Antes de que pudiera crearse una nueva opción de tratamiento para la insuficiencia renal, tuvieron que lograrse avances espectaculares en la ciencia y las tecnologías necesarias para llevar a cabo muchas de las funciones metabólicas, endocrinas e inmunológicas de un riñón sano.
Estos desafíos científicos ya han sido superados.
- La nanotecnología de silicio permite la producción en masa de membranas fiables, robustas y compactas.
- Los nuevos recubrimientos moleculares para el silicio lo hacen compatible con la sangre y protegen las membranas sin alterar su funcionalidad.
- Los avances en las capacidades de obtención y almacenamiento de células proporcionan las células necesarias en las condiciones adecuadas.
Un equipo nacional de científicos, ingenieros y médicos está aprovechando al máximo estos desarrollos para avanzar hacia una nueva opción de tratamiento para la insuficiencia renal. La nación necesita atención médica efectiva y asequible ahora más que nunca; es el momento de que este trabajo tenga éxito.
El proyecto
El equipo nacional de investigación de The Kidney Project está dirigido por Shuvo Roy, PhD, bioingeniero y miembro del personal docente del Departamento de Bioingeniería y Ciencias Terapéuticas, Escuelas de Farmacia y Medicina, Universidad de California, San Francisco (UCSF).
El equipo está desarrollando un riñón bioartificial autónomo implantado quirúrgicamente para realizar la gran mayoría de las funciones de filtración, equilibrio y otras funciones biológicas del riñón natural. El dispositivo de dos partes aprovecha los desarrollos recientes en nanotecnología de silicio, filtración por membrana y ciencia celular. Se alimenta de la propia presión arterial del cuerpo sin necesidad de tubos y ataduras externas ni de medicamentos inmunosupresores.

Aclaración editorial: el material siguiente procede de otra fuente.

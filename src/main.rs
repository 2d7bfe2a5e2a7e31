//! movienews - a small movie news blog core

use std::path::Path;

use anyhow::Result;
use tracing_subscriber::{layer::SubscriberExt, util::SubscriberInitExt};

use movienews::{config::Config, ingest, repository::MemoryRepository, repository::MovieRepository};

fn main() -> Result<()> {
    // Initialize tracing
    tracing_subscriber::registry()
        .with(
            tracing_subscriber::EnvFilter::try_from_default_env()
                .unwrap_or_else(|_| "movienews=info".into()),
        )
        .with(tracing_subscriber::fmt::layer())
        .init();

    tracing::info!("Starting movienews...");

    // Load configuration
    let config = Config::load(Path::new("config.yml"))?;
    tracing::info!(data_path = %config.data.path.display(), "Configuration loaded");

    // Load the dataset into the in-memory repository
    let mut repo = MemoryRepository::new();
    ingest::populate(&config.data, &mut repo)?;

    tracing::info!(
        articles = repo.get_number_of_articles(),
        tags = repo.get_tags().len(),
        comments = repo.get_comments().len(),
        "Repository populated"
    );

    if let (Some(first), Some(last)) = (repo.get_first_article(), repo.get_last_article()) {
        tracing::info!(from = %first.date, to = %last.date, "Article timeline");
    }

    Ok(())
}
//! Read-only dashboard — GET /.
//!
//! A JSON view over the queue's introspection API, gated by HTTP Basic
//! credentials. It observes state; it never mutates it.

use axum::{
    extract::State,
    http::{HeaderMap, StatusCode},
    response::{IntoResponse, Response},
    Json,
};
use serde_json::{json, Value};
use std::sync::Arc;
use tracing::error;

use crate::app::AppState;
use crate::auth::require_dashboard_auth;

const DASHBOARD_JOB_LIMIT: u32 = 50;

pub async fn dashboard_handler(
    State(state): State<Arc<AppState>>,
    headers: HeaderMap,
) -> Result<Json<Value>, Response> {
    require_dashboard_auth(&headers, &state.config.auth)?;

    let counts = state.queue.counts().map_err(internal_error)?;
    let jobs = state
        .queue
        .list_jobs(DASHBOARD_JOB_LIMIT)
        .map_err(internal_error)?;

    Ok(Json(json!({
        "counts": counts,
        "jobs": jobs,
    })))
}

fn internal_error(e: snooze_queue::QueueError) -> Response {
    error!("dashboard query failed: {e}");
    (
        StatusCode::INTERNAL_SERVER_ERROR,
        Json(json!({"error": "internal error"})),
    )
        .into_response()
}
//! The two HTTP gates: an API key guard for the job endpoints and an HTTP
//! Basic guard for the dashboard. Both run before any core logic.

use axum::{
    http::{header, HeaderMap, StatusCode},
    response::{IntoResponse, Response},
    Json,
};
use base64::{engine::general_purpose::STANDARD as BASE64, Engine as _};
use serde_json::{json, Value};
use tracing::warn;

use snooze_core::config::AuthConfig;

/// Accepts the key from `x-api-key` or `Authorization: Bearer <key>`.
/// Absent or mismatched → 401 with no further processing.
pub fn require_api_key(
    headers: &HeaderMap,
    auth: &AuthConfig,
) -> Result<(), (StatusCode, Json<Value>)> {
    match extract_api_key(headers) {
        Some(key) if key == auth.api_key => Ok(()),
        _ => {
            warn!("request rejected: missing or invalid API key");
            Err((
                StatusCode::UNAUTHORIZED,
                Json(json!({"error": "Unauthorized"})),
            ))
        }
    }
}

fn extract_api_key(headers: &HeaderMap) -> Option<String> {
    if let Some(key) = headers.get("x-api-key").and_then(|v| v.to_str().ok()) {
        return Some(key.to_string());
    }
    headers
        .get(header::AUTHORIZATION)
        .and_then(|v| v.to_str().ok())
        .and_then(|v| v.strip_prefix("Bearer "))
        .map(String::from)
}

/// HTTP Basic check for the dashboard. Any failure answers 401 with a
/// `WWW-Authenticate: Basic` challenge so browsers prompt for credentials.
pub fn require_dashboard_auth(headers: &HeaderMap, auth: &AuthConfig) -> Result<(), Response> {
    let Some((user, password)) = extract_basic_credentials(headers) else {
        return Err(basic_challenge());
    };

    if user == auth.dashboard_user && password == auth.dashboard_password {
        Ok(())
    } else {
        warn!(%user, "dashboard rejected: bad credentials");
        Err(basic_challenge())
    }
}

/// Decode `Authorization: Basic base64(user:password)`. Returns `None` for a
/// missing header, a non-Basic scheme, bad base64, or a payload without `:`.
fn extract_basic_credentials(headers: &HeaderMap) -> Option<(String, String)> {
    let encoded = headers
        .get(header::AUTHORIZATION)
        .and_then(|v| v.to_str().ok())?
        .strip_prefix("Basic ")?;

    let decoded = BASE64.decode(encoded).ok()?;
    let decoded = String::from_utf8(decoded).ok()?;
    let (user, password) = decoded.split_once(':')?;
    Some((user.to_string(), password.to_string()))
}

fn basic_challenge() -> Response {
    (
        StatusCode::UNAUTHORIZED,
        [(
            header::WWW_AUTHENTICATE,
            "Basic realm=\"snooze dashboard\", charset=\"UTF-8\"",
        )],
        Json(json!({"error": "Unauthorized"})),
    )
        .into_response()
}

La UCSF es la base ideal para el proyecto. Es conocida en todo el mundo como una institución que aborda los problemas biomédicos con el tipo de celo interdisciplinario necesario para llevar a cabo un esfuerzo tan audaz. Y la UCSF ha hecho de The Kidney Project una prioridad de investigación del campus.
La necesidad de una nueva opción de tratamiento para la insuficiencia renal es grande y creciente, y el cronograma, por lo tanto, es ambicioso. El equipo de The Kidney Project anticipa los primeros ensayos clínicos en humanos en un par de años.